Dixon v. State

Decision Date09 March 1914
Docket Number17129
Citation64 So. 468,106 Miss. 697
CourtMississippi Supreme Court
PartiesJOE DIXON v. STATE

APPEAL from the circuit court of Bolivar county, HON. T. B. WATKINS Judge.

Joe Dixon was convicted of murder and appeals.

The facts are fully stated in the opinion of the court.

Overruled.

H. K Murray, attorney for appellant.

Geo. H Ethridge, assistant attorney-general, for the state.

The record in this case is lost.

OPINION

SMITH, C. J.

Appellant having been convicted of the crime of murder, appealed to this court, and the judgment of the court below was at a former day affirmed. His counsel now suggest that we erred in so doing, for many reasons, three of which seem to be that the court below erred: First, in granting the state's first and only instruction; second, in not giving the jury a definition of the crime of murder; and, third, in granting the instructions requested by appellant.

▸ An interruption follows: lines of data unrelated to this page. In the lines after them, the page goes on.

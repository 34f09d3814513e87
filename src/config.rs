// src/config.rs

//! On-disk layout and persisted settings
//!
//! Everything Pakt persists lives under the install root:
//! - `etc/setup/installed.db` - the installed-package ledger
//! - `etc/setup/<name>.lst.gz` - per-package file manifests
//! - `etc/setup/setup.rc` - mirror and cache settings
//! - `etc/postinstall`, `etc/preremove` - maintainer scripts

use crate::error::{Error, Result};
use std::fs;
use std::path::{Path, PathBuf};
use tracing::{debug, info};

/// Settings key holding the mirror URL
pub const MIRROR_KEY: &str = "last-mirror";

/// Settings key holding the cache directory
pub const CACHE_KEY: &str = "last-cache";

/// Default package architecture
pub const DEFAULT_ARCH: &str = "x86_64";

/// Paths of every persisted artifact, relative to one install root
#[derive(Debug, Clone)]
pub struct Layout {
    root: PathBuf,
}

impl Layout {
    pub fn new(root: impl Into<PathBuf>) -> Self {
        Self { root: root.into() }
    }

    pub fn root(&self) -> &Path {
        &self.root
    }

    pub fn setup_dir(&self) -> PathBuf {
        self.root.join("etc/setup")
    }

    pub fn ledger_path(&self) -> PathBuf {
        self.setup_dir().join("installed.db")
    }

    pub fn settings_path(&self) -> PathBuf {
        self.setup_dir().join("setup.rc")
    }

    pub fn manifest_dir(&self) -> PathBuf {
        self.setup_dir()
    }

    pub fn postinstall_dir(&self) -> PathBuf {
        self.root.join("etc/postinstall")
    }

    pub fn preremove_dir(&self) -> PathBuf {
        self.root.join("etc/preremove")
    }
}

/// Key/value settings stored as a key line followed by an indented value line
///
/// ```text
/// last-cache
/// 	/var/cache/pakt
/// last-mirror
/// 	https://mirrors.kernel.org/sourceware/cygwin/
/// ```
pub struct Settings {
    path: PathBuf,
}

impl Settings {
    pub fn new(path: impl Into<PathBuf>) -> Self {
        Self { path: path.into() }
    }

    pub fn for_layout(layout: &Layout) -> Self {
        Self::new(layout.settings_path())
    }

    /// Write a skeleton settings file carrying every known key marker
    ///
    /// Existing files are left alone.
    pub fn init(&self) -> Result<bool> {
        if self.path.exists() {
            return Ok(false);
        }
        if let Some(parent) = self.path.parent() {
            fs::create_dir_all(parent)?;
        }
        fs::write(&self.path, format!("{}\n\t\n{}\n\t\n", CACHE_KEY, MIRROR_KEY))?;
        info!("Created settings file {}", self.path.display());
        Ok(true)
    }

    /// Read the value line following `key`
    pub fn get(&self, key: &str) -> Result<Option<String>> {
        if !self.path.exists() {
            return Ok(None);
        }
        let content = fs::read_to_string(&self.path)?;
        let mut lines = content.lines();
        while let Some(line) = lines.next() {
            if line.trim_end() == key {
                let value = lines.next().map(str::trim).unwrap_or_default();
                return Ok((!value.is_empty()).then(|| value.to_string()));
            }
        }
        Ok(None)
    }

    /// Rewrite the value line following an existing `key` marker
    pub fn set(&self, key: &str, value: &str) -> Result<()> {
        let content = fs::read_to_string(&self.path).map_err(|e| {
            Error::ConfigError(format!("Cannot read {}: {}", self.path.display(), e))
        })?;

        let mut lines: Vec<String> = content.lines().map(str::to_string).collect();
        let marker = lines
            .iter()
            .position(|l| l.trim_end() == key)
            .ok_or_else(|| {
                Error::ConfigError(format!(
                    "Key '{}' not present in {}",
                    key,
                    self.path.display()
                ))
            })?;

        let value_line = format!("\t{}", value);
        if marker + 1 < lines.len() {
            lines[marker + 1] = value_line;
        } else {
            lines.push(value_line);
        }

        let mut out = lines.join("\n");
        out.push('\n');
        fs::write(&self.path, out)?;
        debug!("Set {} = {}", key, value);
        Ok(())
    }

    pub fn get_mirror(&self) -> Result<Option<String>> {
        self.get(MIRROR_KEY)
    }

    pub fn set_mirror(&self, url: &str) -> Result<()> {
        self.set(MIRROR_KEY, url)
    }

    pub fn get_cache_dir(&self) -> Result<Option<PathBuf>> {
        Ok(self.get(CACHE_KEY)?.map(PathBuf::from))
    }

    pub fn set_cache_dir(&self, dir: &Path) -> Result<()> {
        self.set(CACHE_KEY, &dir.to_string_lossy())
    }
}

The instruction granted at the request of the state charged the jury that "if you believe from the evidence beyond a reasonable doubt that the defendant deliberately murdered the deceased, you will find him guilty, and may return either of the following verdicts," etc. The objection to this instruction seems to be that it omits the qualifying words "without authority of law," and the cases of Ivy v. State, 84 Miss. 264, 36 So. 265, and Rutherford v. State, 100 Miss. 832, 57 So. 224, are cited as establishing that the omission constitutes fatal error. In these cases the instructions condemned charged the jury that: "Murder is the killing of a human being with the deliberate design to effect the death of the person killed." This, of course, was an incomplete definition of murder, because the killing, however deliberate, was not murder unless it was done "without authority of law." The instruction in the case at bar however, made no attempt to define murder, and the use of the word "deliberate" therein was mere surplusage. If it had instructed the jury to find appellant guilty if he "deliberately killed the deceased," the objection waived would be well taken.

No instruction was asked by either the state or defendant requesting the court to define the crime of murder, and therefore, under section 793 of the Code, it was without power to so instruct them; consequently it did not err in not so doing, for error cannot be predicated upon the failure of the court to do a thing which it is expressly...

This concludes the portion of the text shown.